Fahad Talib (born 21 October 1994) is an Iraqi professional footballer who plays as a goalkeeper for Iraqi Premier League club Al-Quwa Al-Jawiya and the Iraq national team.

Club career 
The 26 year old has never played for any shaabiya team, but went straight into the Al Quwa Al-Jawiya’s youth system in his early teens and broke into the first team aged just 16 in 2011-12. Fahad followed in his father Talib Rahim and elder brother Ali’s footsteps when he joined the Blue Falcons. Growing up he would sit on the sidelines listening attentively to his father’s advice to Ali. Fahad was supervised by the goalkeeping coach Hashim Khamis, the ex-Iraq and Al-Jawiya goalkeeper, maintaining that the man the Al-Jawiya supporters knew as Al-Tayara (“The Airplane”) had been instrumental in his development, with the Jawiya faithful granting the old nickname of his mentor to their new keeper. At the start of 2014-2015 season Fahad was regarded as the club's third choice keeper behind Noor Sabri and Mohanad Qasim but the club's coach at the time, Nadhim Shaker, gave him his chance and he made the no.1 spot his.
Fahad started his career with Iraqi giants Al Quwa al Jawiya and established himself as a first-team starter in the 2014-15 season. His Impressive performances led him to become a contender for the Olympic team squad. In the 2015/2016 season, Fahad became an instrumental part of the legendary season where Al Quwa Al Jawiya won the first ever Iraqi FA Cup since 2003. Fahad played all matches of the 2016 AFC Cup as Al Quwa Al Jawiya became the first ever Iraqi team to win an Asian club competition.

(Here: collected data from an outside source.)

use std::rc::Rc;

use chrono::{Datelike, Local, Timelike};
use tracing::info;

use crate::{
    error::AplError,
    interpreter::{
        evaluator::{core::{Context, EvalResult}, form_table::Axis},
        lexer::glyphs::{atomic_vector as glyph_set, is_letter, is_name_char},
        symbol::{
            function::DefinedFunction,
            system::SystemParameter,
            table::{Callable, SymbolKind, SymbolValue},
        },
        value::array::{Array, Element},
    },
};

/// Validates `value` for `parameter` and binds it in the current scope.
fn assign_parameter(ctx: &mut Context<'_, '_>, parameter: SystemParameter, value: Array) -> EvalResult<Array> {
    let value = parameter.validate(value)?;
    info!(name = parameter.name(), ?value, "system parameter set");
    ctx.symbols.bind(parameter.name(), SymbolValue::Array(value.clone()));
    Ok(value)
}

/// `⎕IO←B`
pub fn assign_index_origin(ctx: &mut Context<'_, '_>, value: Array) -> EvalResult<Array> {
    assign_parameter(ctx, SystemParameter::IndexOrigin, value)
}

/// `⎕PP←B`
pub fn assign_print_precision(ctx: &mut Context<'_, '_>, value: Array) -> EvalResult<Array> {
    assign_parameter(ctx, SystemParameter::PrintPrecision, value)
}

/// `⎕CT←B`
pub fn assign_comparison_tolerance(ctx: &mut Context<'_, '_>, value: Array) -> EvalResult<Array> {
    assign_parameter(ctx, SystemParameter::ComparisonTolerance, value)
}

/// `⎕RL←B`
pub fn assign_random_link(ctx: &mut Context<'_, '_>, value: Array) -> EvalResult<Array> {
    assign_parameter(ctx, SystemParameter::RandomLink, value)
}

/// `⎕LX←B`
pub fn assign_latent_expression(ctx: &mut Context<'_, '_>, value: Array) -> EvalResult<Array> {
    assign_parameter(ctx, SystemParameter::LatentExpression, value)
}

/// `⎕TS`, the local time as year, month, day, hour, minute, second and
/// millisecond.
pub fn timestamp(_: &mut Context<'_, '_>) -> EvalResult<Array> {
    let now = Local::now();
    let parts = [f64::from(now.year()),
                 f64::from(now.month()),
                 f64::from(now.day()),
                 f64::from(now.hour()),
                 f64::from(now.minute()),
                 f64::from(now.second()),
                 f64::from(now.timestamp_subsec_millis().min(999))];
    Ok(Array::numbers(parts))
}

/// `⎕AV`, every character the interpreter knows.
pub fn atomic_vector(_: &mut Context<'_, '_>) -> EvalResult<Array> {
    Ok(Array::vector(glyph_set().into_iter().map(Element::from).collect()))
}

/// Returns the names held by a character vector or the rows of a character
/// matrix, with trailing blanks removed.
fn names(array: &Array) -> EvalResult<Vec<String>> {
    let text = |items: &[Element]| -> EvalResult<String> {
        items.iter()
             .map(|item| match item {
                 Element::Char(c) => Ok(*c),
                 _ => Err(AplError::domain("Expected a name.")),
             })
             .collect::<EvalResult<String>>()
             .map(|name| name.trim_end().to_string())
    };
    match array.rank() {
        0 | 1 => Ok(vec![text(array.ravel())?]),
        2 => {
            let width = array.shape()[1].max(1);
            array.ravel().chunks(width).map(text).collect()
        },
        _ => Err(AplError::rank("Expected a name or a matrix of names.")),
    }
}

fn is_valid_name(name: &str) -> bool {
    let mut chars = name.chars();
    chars.next().is_some_and(is_letter) && chars.all(is_name_char)
}

/// Returns one number per name, or a scalar for a single name.
fn per_name(array: &Array, values: Vec<f64>) -> Array {
    if array.rank() == 2 {
        Array::numbers(values)
    } else {
        values.first().map_or_else(Array::zilde, |value| Array::number(*value))
    }
}

/// `⎕NC B`, the class of each name: 0 unused, 1 label, 2 variable, 3
/// function, 4 operator, or ¯1 for something that is not a name.
pub fn name_class(ctx: &mut Context<'_, '_>, right: Array, _: Axis<'_>) -> EvalResult<Array> {
    let classes = names(&right)?.iter()
                                .map(|name| {
                                    if !is_valid_name(name) {
                                        return -1.0;
                                    }
                                    match ctx.symbols.lookup(name).map(SymbolValue::kind) {
                                        None => 0.0,
                                        Some(SymbolKind::Label) => 1.0,
                                        Some(SymbolKind::Variable) => 2.0,
                                        Some(SymbolKind::Function | SymbolKind::NiladicFunction) => 3.0,
                                        Some(SymbolKind::MonadicOperator | SymbolKind::DyadicOperator) => 4.0,
                                    }
                                })
                                .collect();
    Ok(per_name(&right, classes))
}

/// `⎕EX B`, erasing each name from the current scope.
///
/// Returns 1 for every name that was erased and 0 for one that was not bound
/// or cannot be erased.
pub fn erase(ctx: &mut Context<'_, '_>, right: Array, _: Axis<'_>) -> EvalResult<Array> {
    let results = names(&right)?.iter()
                                .map(|name| {
                                    if !is_valid_name(name) || !ctx.symbols.erase(name) {
                                        return 0.0;
                                    }
                                    info!(name, "erased");
                                    1.0
                                })
                                .collect();
    Ok(per_name(&right, results))
}

/// `⎕FX B`, defining a function from its lines.
///
/// The lines are a vector of character vectors or the rows of a character
/// matrix, the first being the header. Returns the name of the new function.
///
/// # Errors
/// Returns a `DefinitionError` for a malformed definition or a name already
/// used by a variable.
///
/// # Example
/// ```
/// use aplite::interpreter::{
///     evaluator::{core::Context, system::fix},
///     symbol::table::SymbolTable,
///     value::array::{Array, Element},
/// };
///
/// let mut symbols = SymbolTable::workspace();
/// let mut ctx = Context::new(&mut symbols);
/// let lines = Array::vector(vec![Element::from(Array::chars("R←DOUBLE X")),
///                                Element::from(Array::chars("R←X+X"))]);
/// assert_eq!(fix(&mut ctx, lines, None).unwrap(), Array::chars("DOUBLE"));
/// assert!(ctx.symbols.lookup("DOUBLE").is_some());
/// ```
pub fn fix(ctx: &mut Context<'_, '_>, right: Array, _: Axis<'_>) -> EvalResult<Array> {
    let lines = match right.rank() {
        2 => names(&right)?,
        1 => right.ravel()
                  .iter()
                  .map(|line| {
                      let line = line.clone().into_array();
                      line.to_text()
                          .filter(|_| line.rank() <= 1)
                          .ok_or_else(|| AplError::domain("Expected lines of characters."))
                  })
                  .collect::<EvalResult<Vec<_>>>()?,
        _ => return Err(AplError::rank("Expected a vector of lines or a character matrix.")),
    };
    let definition = DefinedFunction::parse(&lines)?;
    let name = definition.name().to_string();
    if matches!(ctx.symbols.lookup(&name), Some(SymbolValue::Array(_) | SymbolValue::Label(_))) {
        return Err(AplError::definition(format!("'{name}' is already in use.")));
    }
    info!(name, lines = definition.body.len(), "function defined");
    ctx.symbols.bind(&name, SymbolValue::Function(Callable::Defined(Rc::new(definition))));
    Ok(Array::chars(&name))
}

The following season, Fahad Talib was impressive once again as Al Quwa Al Jawiya won the Iraqi Premier League, and retained the AFC Cup. The man who displaced Noor Sabri as Air Force FC's No.1 keeper has been Abdul-Ghani Shahad’s preferred first choice with the Olympic team from the first day he took charge; Talib started all but one of Iraq's ten 2016 Olympic qualifying matches.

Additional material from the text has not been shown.